Операция прошла успешно, послеоперационных осложнений не наблюдалось, фрау Рут выписали домой — и многие газеты в своих репортажах спешили поздравить пациентку и доктора. Но, увы, через несколько месяцев функция пересаженной почки опять ослабла, а спустя год рентгеновское обследование показало, что почка сморщилась, уменьшилась в размерах и превратилась в бесформенное образование. Организм отверг чужеродную ткань.
И все же это был успех! Успех — потому что жизнь больной была продлена.

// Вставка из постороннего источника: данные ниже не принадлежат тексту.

//! Authentication and authorization core.
//!
//! - [`credentials::verify`] checks a login identifier and password.
//! - [`jwt::JwtKeys`] issues and validates login tokens.
//! - [`policy`] decides whether a user may modify or delete another.
//!
//! None of these hold state. Stored data comes from a [`Store`] passed
//! in by the caller.
//!
//! [`Store`]: crate::database::Store
use serde::{Deserialize, Serialize};

use crate::types::id::UserId;

pub mod credentials;
pub mod jwt;
pub mod password;
pub mod policy;

mod error;
pub use error::{AuthError, IntoAuthError, Result, SAVE_FAILED_MESSAGE};

/// Who the caller is, as proven by a password or a token.
#[derive(Debug, Clone, Copy, PartialEq, Eq, Hash, Deserialize, Serialize)]
pub struct UserIdentity {
    pub uid: UserId,
}
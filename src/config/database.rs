use serde::Deserialize;
use std::num::{NonZeroU32, NonZeroU64};

use crate::types::validation::ValidationErrorBuilder;
use crate::util::Sensitive;

/// Configuration for connecting to the Postgres database.
#[derive(Debug, Clone, Deserialize)]
pub struct Database {
    /// Connection URL of the Postgres database.
    ///
    /// **Environment variables**:
    /// - `DOGGO_DB_URL` or `DATABASE_URL`
    pub url: Sensitive<String>,
    /// Minimum idle database connections just to avoid wasting
    /// hardware resources from the database server.
    ///
    /// **Environment variables**:
    /// - `DOGGO_DB_MIN_IDLE`
    pub min_idle: Option<NonZeroU32>,
    /// Maximum amount of connections the pool can hold.
    ///
    /// **Environment variables**:
    /// - `DOGGO_DB_POOL_SIZE`
    #[serde(default = "Database::default_pool_size")]
    pub pool_size: NonZeroU32,
    /// Forces all database connections to be encrypted with TLS.
    ///
    /// **Environment variables**:
    /// - `DOGGO_DB_ENFORCE_TLS`
    #[serde(default = "Database::default_enforce_tls")]
    pub enforce_tls: bool,
    /// How long the server waits for a connection to be acquired
    /// before giving up.
    ///
    /// **Environment variables**:
    /// - `DOGGO_DB_TIMEOUT_SECS`
    #[serde(default = "Database::default_timeout_secs")]
    pub timeout_secs: NonZeroU64,
}

impl Database {
    const DEFAULT_POOL_SIZE: u32 = 5;
    const DEFAULT_TIMEOUT_SECS: u64 = 5;

    pub(super) fn validate(&self, errors: &mut ValidationErrorBuilder) {
        let is_postgres = url::Url::parse(self.url.as_str())
            .map(|v| matches!(v.scheme(), "postgres" | "postgresql"))
            .unwrap_or_default();

        if !is_postgres {
            errors.insert("db.url", "Invalid Postgres connection URL");
        }
    }

    // Required by serde
    const fn default_pool_size() -> NonZeroU32 {
        match NonZeroU32::new(Self::DEFAULT_POOL_SIZE) {
            Some(n) => n,
            None => panic!("DEFAULT_POOL_SIZE is accidentally set to 0"),
        }
    }

    const fn default_timeout_secs() -> NonZeroU64 {
        match NonZeroU64::new(Self::DEFAULT_TIMEOUT_SECS) {
            Some(n) => n,
            None => panic!("DEFAULT_TIMEOUT_SECS is accidentally set to 0"),
        }
    }

    const fn default_enforce_tls() -> bool {
        true
    }
}
use async_trait::async_trait;
use std::fmt::Debug;

use crate::schema::{NewUser, Role, User};
use crate::types::id::UserId;

mod error;
pub mod memory;
pub mod postgres;

pub use error::*;
pub use memory::MemoryStore;
pub use postgres::{PgStore, Pool};

/// Persistence collaborator of the server. Everything that reads or
/// writes users and roles goes through this trait, so the services never
/// issue queries themselves.
///
/// Implementations must enforce the uniqueness of user names, user emails
/// and role values, reporting a collision as [`Error::UniqueViolation`].
/// Names and emails share one namespace: a name may not equal the email
/// of another user and vice versa, so a login identifier matches at most
/// one user.
#[async_trait]
pub trait Store: Debug + Send + Sync + 'static {
    async fn find_user_by_id(&self, id: UserId) -> Result<Option<User>>;

    /// Looks up a user whose name *or* email equals `identifier`.
    async fn find_user_by_name_or_email(&self, identifier: &str) -> Result<Option<User>>;

    /// Whether `identifier` is already used as the name *or* the email of
    /// a user other than `except`.
    async fn identifier_taken(&self, identifier: &str, except: Option<UserId>) -> Result<bool>;

    async fn list_users(&self) -> Result<Vec<User>>;

    async fn insert_user(&self, user: NewUser) -> Result<User>;

    /// Overwrites the stored name, email, password hash and roles of
    /// `user.id`, returning the stored result.
    async fn save_user(&self, user: &User) -> Result<User>;

    /// Returns `false` if there was nothing to delete.
    async fn delete_user(&self, id: UserId) -> Result<bool>;

    /// Deletes every user whose email ends with `suffix` and returns how
    /// many were removed.
    async fn delete_users_by_email_suffix(&self, suffix: &str) -> Result<u64>;

    /// Returns the stored roles matching `values`. Unknown values are skipped.
    async fn find_roles(&self, values: &[String]) -> Result<Vec<Role>>;

    /// Gets the role with `value`, creating it if it doesn't exist yet.
    async fn ensure_role(&self, value: &str) -> Result<Role>;

    /// Removes every user and role.
    async fn clear(&self) -> Result<()>;
}
use error_stack::Report;
use tracing_error::SpanTrace;

use crate::auth::AuthError;
use crate::types;

mod impls;

pub type Result<T> = std::result::Result<T, Error>;

/// Error returned by every handler. It keeps the whole report for the
/// logs while clients only see `error_type`.
pub struct Error {
    error_type: types::Error,
    report: Report<AuthError>,
    trace: SpanTrace,
}

impl Error {
    #[must_use]
    pub fn from_report(report: Report<AuthError>) -> Self {
        let error_type = match report.current_context() {
            AuthError::Validation(errors) => types::Error::InvalidFormBody {
                errors: errors.clone(),
            },
            AuthError::InvalidCredentials => types::Error::InvalidCredentials,
            AuthError::Unauthenticated => types::Error::Unauthenticated,
            AuthError::Forbidden => types::Error::Forbidden,
            AuthError::NotFound => types::Error::NotFound,
            AuthError::Conflict(errors) => types::Error::Conflict {
                errors: errors.clone(),
            },
            AuthError::SaveFailed(message) => types::Error::SaveFailed {
                message: message.clone(),
            },
            AuthError::Readonly => types::Error::ReadonlyMode,
            AuthError::Internal => types::Error::Internal,
        };

        Self {
            error_type,
            report,
            trace: SpanTrace::capture(),
        }
    }

    #[must_use]
    pub fn from_context(context: AuthError) -> Self {
        Self::from_report(Report::new(context))
    }
}

impl Error {
    #[must_use]
    pub fn as_type(&self) -> &types::Error {
        &self.error_type
    }

    #[must_use]
    pub fn report(&self) -> &Report<AuthError> {
        &self.report
    }
}

impl From<Report<AuthError>> for Error {
    fn from(report: Report<AuthError>) -> Self {
        Self::from_report(report)
    }
}

impl std::fmt::Debug for Error {
    fn fmt(&self, f: &mut std::fmt::Formatter<'_>) -> std::fmt::Result {
        f.debug_struct("Error")
            .field("type", &self.error_type)
            .field("report", &self.report)
            .field("trace", &self.trace)
            .finish()
    }
}

impl std::fmt::Display for Error {
    fn fmt(&self, f: &mut std::fmt::Formatter<'_>) -> std::fmt::Result {
        write!(f, "{}: ", &self.error_type)?;
        writeln!(f, "{:?}", self.report)?;
        std::fmt::Display::fmt(&self.trace, f)
    }
}
use once_cell::sync::Lazy;
use regex::Regex;
use serde::ser::SerializeSeq;
use serde::{Deserialize, Serialize};
use std::borrow::Cow;
use std::fmt::Display;

#[allow(clippy::expect_used)]
static EMAIL_REGEX: Lazy<Regex> = Lazy::new(|| {
    Regex::new(r"^[a-zA-Z0-9.!#$%&'*+/=?^_`{|}~-]+@[a-zA-Z0-9-]+(?:\.[a-zA-Z0-9-]+)*$")
        .expect("compile email regex")
});

pub const NAME_MIN: usize = 1;
pub const NAME_MAX: usize = 80;

pub const EMAIL_MIN: usize = 10;
pub const EMAIL_MAX: usize = 100;

pub const ROLE_MIN: usize = 1;
pub const ROLE_MAX: usize = 80;

pub const REQUIRED: &str = "is required";

/// Field-level validation failures, kept in insertion order.
///
/// It serializes as a list of `{ "field": ..., "message": ... }` objects
/// so clients can show every problem of a form at once.
#[derive(Debug, Clone, Default, PartialEq, Eq)]
pub struct ValidationError {
    entries: Vec<(Cow<'static, str>, Cow<'static, str>)>,
}

impl ValidationError {
    #[must_use]
    pub fn builder() -> ValidationErrorBuilder {
        ValidationErrorBuilder(Self::default())
    }

    /// Shorthand for an error with a single field message.
    #[must_use]
    pub fn field(
        field: impl Into<Cow<'static, str>>,
        message: impl Into<Cow<'static, str>>,
    ) -> Self {
        let mut builder = Self::builder();
        builder.insert(field, message);
        builder.build()
    }

    #[must_use]
    pub fn is_empty(&self) -> bool {
        self.entries.is_empty()
    }

    #[must_use]
    pub fn has_field(&self, field: &str) -> bool {
        self.entries.iter().any(|(name, _)| name == field)
    }

    pub fn iter(&self) -> impl Iterator<Item = (&str, &str)> {
        self.entries.iter().map(|(f, m)| (f.as_ref(), m.as_ref()))
    }

    pub fn into_result(self) -> Result<(), Self> {
        if self.is_empty() {
            Ok(())
        } else {
            Err(self)
        }
    }
}

impl Display for ValidationError {
    fn fmt(&self, f: &mut std::fmt::Formatter<'_>) -> std::fmt::Result {
        for (i, (field, message)) in self.iter().enumerate() {
            if i > 0 {
                f.write_str(", ")?;
            }
            write!(f, "{field}: {message}")?;
        }
        Ok(())
    }
}

impl std::error::Error for ValidationError {}

#[derive(Debug, Default)]
#[must_use]
pub struct ValidationErrorBuilder(ValidationError);

impl ValidationErrorBuilder {
    pub fn insert(
        &mut self,
        field: impl Into<Cow<'static, str>>,
        message: impl Into<Cow<'static, str>>,
    ) -> &mut Self {
        self.0.entries.push((field.into(), message.into()));
        self
    }

    pub fn extend(&mut self, other: ValidationError) -> &mut Self {
        self.0.entries.extend(other.entries);
        self
    }

    #[must_use]
    pub fn is_empty(&self) -> bool {
        self.0.is_empty()
    }

    pub fn build(self) -> ValidationError {
        self.0
    }
}

#[derive(Deserialize, Serialize)]
struct Entry<'a> {
    field: Cow<'a, str>,
    message: Cow<'a, str>,
}

impl Serialize for ValidationError {
    fn serialize<S>(&self, serializer: S) -> Result<S::Ok, S::Error>
    where
        S: serde::Serializer,
    {
        let mut seq = serializer.serialize_seq(Some(self.entries.len()))?;
        for (field, message) in self.iter() {
            seq.serialize_element(&Entry {
                field: Cow::Borrowed(field),
                message: Cow::Borrowed(message),
            })?;
        }
        seq.end()
    }
}

impl<'de> Deserialize<'de> for ValidationError {
    fn deserialize<D>(deserializer: D) -> Result<Self, D::Error>
    where
        D: serde::Deserializer<'de>,
    {
        let entries = Vec::<Entry<'static>>::deserialize(deserializer)?;
        Ok(Self {
            entries: entries.into_iter().map(|e| (e.field, e.message)).collect(),
        })
    }
}

/// Checks the address format. IP literal hosts (`user@[127.0.0.1]`) are
/// rejected by the pattern itself.
pub fn is_valid_email(email: &str) -> bool {
    EMAIL_REGEX.is_match(email)
}

/// Length checks are done on characters, not bytes.
fn char_len(value: &str) -> usize {
    value.chars().count()
}

pub fn validate_name(builder: &mut ValidationErrorBuilder, field: &'static str, name: &str) {
    let len = char_len(name);
    if len < NAME_MIN || len > NAME_MAX {
        builder.insert(
            field,
            format!("{field} must be between {NAME_MIN} and {NAME_MAX} characters"),
        );
    }
}

pub fn validate_email(builder: &mut ValidationErrorBuilder, field: &'static str, email: &str) {
    let len = char_len(email);
    if len < EMAIL_MIN || len > EMAIL_MAX {
        builder.insert(
            field,
            format!("{field} must be between {EMAIL_MIN} and {EMAIL_MAX} characters"),
        );
    }
    if !is_valid_email(email) {
        builder.insert(field, format!("{field} must be an email"));
    }
}

pub fn validate_roles(builder: &mut ValidationErrorBuilder, field: &'static str, roles: &[String]) {
    let invalid = roles.iter().any(|v| {
        let len = char_len(v);
        !(ROLE_MIN..=ROLE_MAX).contains(&len)
    });
    if invalid {
        builder.insert(field, "roles must be an array of strings");
    }
}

Французские врачи в 1953 году, зная о неудаче Лоулера, решили пойти другим путем — пересадить почку больному от его близкого родственника, рассчитывая на сходство антигенов у пациента и донора. Шестнадцатилетний Мариус Ренар был тяжело болен. В результате гнойного воспаления его почки почти перестали функционировать. Мать попросила врачей взять ее почку для спасения сына, и они согласились. Это был акт отчаяния, но ждать донора было нельзя — мальчик умирал… Операция успеха не принесла. Через несколько недель почка была отторгнута, и больной погиб.
Однако хирурги не теряли веры в успех и продолжали оперировать. Луч надежды засиял в 1972 году — с внедрением в медицину циклоспорина. Широкое применение этого антибиотика при пересадке почек увеличило частоту длительного (более одного года) функционирования трансплантата до 80–85 процентов, а у родственников до 90 процентов. В настоящее время только в Европе выполнено более 30 ООО пересадок почек у взрослых пациентов и 4000 — у детей. В 83 центрах США ежегодно производится пересадка почек 9000 больных. Чаще используется трупный орган, реже — от живого родственника.

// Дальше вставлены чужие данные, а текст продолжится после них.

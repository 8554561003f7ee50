use actix_web::body::MessageBody;
use actix_web::dev::{ServiceRequest, ServiceResponse};
use actix_web::error::JsonPayloadError;
use actix_web::HttpRequest;
use error_stack::Report;
use tracing::Span;
use tracing_actix_web::{DefaultRootSpanBuilder, RootSpanBuilder};

use super::Error;
use crate::auth::AuthError;
use crate::types::ValidationError;

/// Opens request spans at `debug` so routine traffic stays out of the
/// default `info` output. Failures are still recorded on the span.
pub struct QuieterRootSpanBuilder;

impl RootSpanBuilder for QuieterRootSpanBuilder {
    fn on_request_start(request: &ServiceRequest) -> Span {
        tracing_actix_web::root_span!(level = tracing::Level::DEBUG, request)
    }

    fn on_request_end<B: MessageBody>(
        span: Span,
        outcome: &Result<ServiceResponse<B>, actix_web::Error>,
    ) {
        DefaultRootSpanBuilder::on_request_end(span, outcome);
    }
}

/// Turns malformed JSON bodies into the usual `invalid_form_body` error.
pub fn handle_json_error(error: JsonPayloadError, _req: &HttpRequest) -> actix_web::Error {
    let report = Report::new(AuthError::Validation(ValidationError::field(
        "body",
        error.to_string(),
    )))
    .attach_printable(format!("{error:?}"));
    Error::from(report).into()
}
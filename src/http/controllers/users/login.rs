use actix_web::{
    web::{self, Json},
    HttpResponse,
};

use crate::{http::Error, services, types::form::users::login, App};

#[tracing::instrument(skip_all)]
pub async fn login(app: web::Data<App>, form: Json<login::Request>) -> Result<HttpResponse, Error> {
    let response = services::users::login(&app, form.into_inner()).await?;
    Ok(HttpResponse::Ok().json(response))
}
use actix_web::{web, HttpResponse};

use crate::{
    http::{Actor, Error},
    services, App,
};

#[tracing::instrument(skip_all, fields(actor.id = %actor.id))]
pub async fn profile(actor: Actor) -> HttpResponse {
    HttpResponse::Ok().json(services::users::profile(&actor))
}

#[tracing::instrument(skip_all, fields(actor.id = %actor.id))]
pub async fn list(app: web::Data<App>, actor: Actor) -> Result<HttpResponse, Error> {
    let users = services::users::list(&app).await?;
    Ok(HttpResponse::Ok().json(users))
}

#[tracing::instrument(skip_all, fields(actor.id = %actor.id))]
pub async fn get(
    app: web::Data<App>,
    path: web::Path<String>,
    actor: Actor,
) -> Result<HttpResponse, Error> {
    let user = services::users::get(&app, &path).await?;
    Ok(HttpResponse::Ok().json(user))
}
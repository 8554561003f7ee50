use crate::auth::{IntoAuthError, Result};
use crate::schema::{User, UserView};
use crate::App;

pub fn profile(actor: &User) -> UserView {
    actor.view()
}

#[tracing::instrument(skip_all, name = "services.users.list")]
pub async fn list(app: &App) -> Result<Vec<UserView>> {
    let users = app.store.list_users().await.into_auth_error()?;
    Ok(users.iter().map(User::view).collect())
}

#[tracing::instrument(skip(app), name = "services.users.get")]
pub async fn get(app: &App, id: &str) -> Result<UserView> {
    let user = super::find_target(app.store.as_ref(), id).await?;
    Ok(user.view())
}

В нашей стране первую пересадку почки у человека провел академик Б. Петровский в апреле 1965 года. Этой операцией началась «эра трансплантации» в медицине СССР. В 1987 году Б. Петровский с сотрудниками опубликовал статью, в которой подведены итоги пересадки этого органа за 20 лет. Наибольший срок жизни пациента с функционирующей пересаженной почкой составляет 19,5 лет при пересадке почки от родственников и 18 лет при пересадке от трупа. Эти показатели совпадают с мировыми достижениями.
Сейчас успешная пересадка почки стала хотя и сложной, но почти рутинной операцией. Трансплантация спасает больных, ранее считавшихся неизлечимыми. Почка была первым органом, который врачи стали успешно пересаживать людям. Затем наступила очередь других…

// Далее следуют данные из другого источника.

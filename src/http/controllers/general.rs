use actix_web::HttpResponse;
use serde_json::json;

pub async fn index() -> HttpResponse {
    HttpResponse::Ok().json(json!({
        "message": "Hello from doggo!",
        "version": env!("CARGO_PKG_VERSION"),
    }))
}
use error_stack::Report;
use thiserror::Error;

use crate::types::validation::ValidationError;

#[derive(Debug, Error)]
#[error("Invalid given data occurred")]
pub struct Wrapper;

/// Turns field-level validation failures into an error-stack report where
/// every message is attached as `field: message`.
pub trait IntoValidatorReport<T> {
    fn into_validator_report(self) -> error_stack::Result<T, Wrapper>;
}

impl<T> IntoValidatorReport<T> for Result<T, ValidationError> {
    fn into_validator_report(self) -> error_stack::Result<T, Wrapper> {
        self.map_err(|error| {
            let mut report = Report::new(Wrapper);
            for (field, message) in error.iter() {
                report = report.attach_printable(format!("{field}: {message}"));
            }
            report
        })
    }
}
use actix_web::{body::BoxBody, http::StatusCode, HttpResponse};

use super::Error;
use crate::types::Error as ErrorType;

impl actix_web::ResponseError for Error {
    fn status_code(&self) -> StatusCode {
        match self.error_type {
            ErrorType::Internal => StatusCode::INTERNAL_SERVER_ERROR,
            ErrorType::InvalidFormBody { .. }
            | ErrorType::InvalidCredentials
            | ErrorType::SaveFailed { .. } => StatusCode::BAD_REQUEST,
            ErrorType::Unauthenticated => StatusCode::UNAUTHORIZED,
            ErrorType::Forbidden => StatusCode::FORBIDDEN,
            ErrorType::NotFound => StatusCode::NOT_FOUND,
            ErrorType::Conflict { .. } => StatusCode::CONFLICT,
            ErrorType::ReadonlyMode => StatusCode::SERVICE_UNAVAILABLE,
        }
    }

    fn error_response(&self) -> HttpResponse<BoxBody> {
        let status = self.status_code();
        if status.is_server_error() {
            tracing::error!(report = ?self.report, trace = %self.trace, "request failed");
        } else {
            tracing::debug!(error = %self.error_type, "rejected request");
        }

        HttpResponse::build(status).json(&self.error_type)
    }
}
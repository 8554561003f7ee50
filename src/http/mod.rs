pub mod actor;
pub mod controllers;
pub mod error;
pub mod server;
pub mod util;

pub use actor::Actor;
pub use error::Error;
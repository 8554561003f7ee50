use chrono::Utc;
use error_stack::{Report, ResultExt};
use jsonwebtoken::{Algorithm, DecodingKey, EncodingKey, Header, Validation};
use serde::{Deserialize, Serialize};
use std::fmt::Debug;

use super::{AuthError, Result, UserIdentity};
use crate::config;
use crate::types::id::UserId;
use crate::util::Sensitive;

/// Claims carried by a login token. Roles are deliberately absent: they
/// are read from the store on every request.
#[derive(Debug, Clone, Copy, PartialEq, Eq, Deserialize, Serialize)]
pub struct Claims {
    pub uid: UserId,
    /// Expiry as seconds since the Unix epoch.
    pub exp: i64,
}

/// Signs and validates login tokens with HS256 and a process-wide secret.
pub struct JwtKeys {
    encoding: EncodingKey,
    decoding: DecodingKey,
    validation: Validation,
    ttl_secs: i64,
}

impl JwtKeys {
    #[must_use]
    pub fn new(config: &config::Auth) -> Self {
        let secret = config.jwt_secret.as_bytes();

        let mut validation = Validation::new(Algorithm::HS256);
        validation.leeway = 0;
        validation.validate_exp = true;
        validation.set_required_spec_claims(&["exp"]);

        Self {
            encoding: EncodingKey::from_secret(secret),
            decoding: DecodingKey::from_secret(secret),
            validation,
            ttl_secs: i64::try_from(config.jwt_expiration_secs.get()).unwrap_or(i64::MAX),
        }
    }

    /// Mints a token for `identity` that expires after the configured TTL.
    pub fn issue(&self, identity: UserIdentity) -> Result<Sensitive<String>> {
        self.issue_at(identity, Utc::now().timestamp())
    }

    /// Same as [`JwtKeys::issue`] but as if the current time was `now`
    /// (seconds since the Unix epoch).
    #[tracing::instrument(skip(self), name = "auth.jwt.issue")]
    pub fn issue_at(&self, identity: UserIdentity, now: i64) -> Result<Sensitive<String>> {
        let claims = Claims {
            uid: identity.uid,
            exp: now.saturating_add(self.ttl_secs),
        };

        jsonwebtoken::encode(&Header::new(Algorithm::HS256), &claims, &self.encoding)
            .map(Sensitive::new)
            .change_context(AuthError::Internal)
            .attach_printable("could not sign token")
    }

    /// Checks the signature and expiry of `token`, yielding who it was
    /// issued to. Every failure is [`AuthError::Unauthenticated`].
    #[tracing::instrument(skip_all, name = "auth.jwt.validate")]
    pub fn validate(&self, token: &str) -> Result<UserIdentity> {
        match jsonwebtoken::decode::<Claims>(token, &self.decoding, &self.validation) {
            Ok(data) => Ok(UserIdentity {
                uid: data.claims.uid,
            }),
            Err(error) => {
                tracing::debug!(?error, "rejected token");
                Err(Report::new(AuthError::Unauthenticated).attach_printable(error.to_string()))
            }
        }
    }
}

impl Debug for JwtKeys {
    fn fmt(&self, f: &mut std::fmt::Formatter<'_>) -> std::fmt::Result {
        f.debug_struct("JwtKeys")
            .field("ttl_secs", &self.ttl_secs)
            .finish_non_exhaustive()
    }
}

Часы в операционной больницы «Гроте Схюр» показывали 5.43. За окнами светало. Наступал новый день — 3 декабря 1967 года. «Господи Иисусе, оно сейчас пойдет», — слова, произнесенные хирургом, стоящим за операционным столом, узнал потом весь мир. Операция, продолжавшаяся пять часов, сделала врача знаменитым. Просыпавшиеся жители Кейптауна, собираясь на работу, еще не знали, что преддверие рождества дарит им необычный подарок — их соотечественник профессор Кристиан Барнард вместе с группой сотрудников и единомышленников осуществил в эту ночь первую в мире пересадку сердца человеку.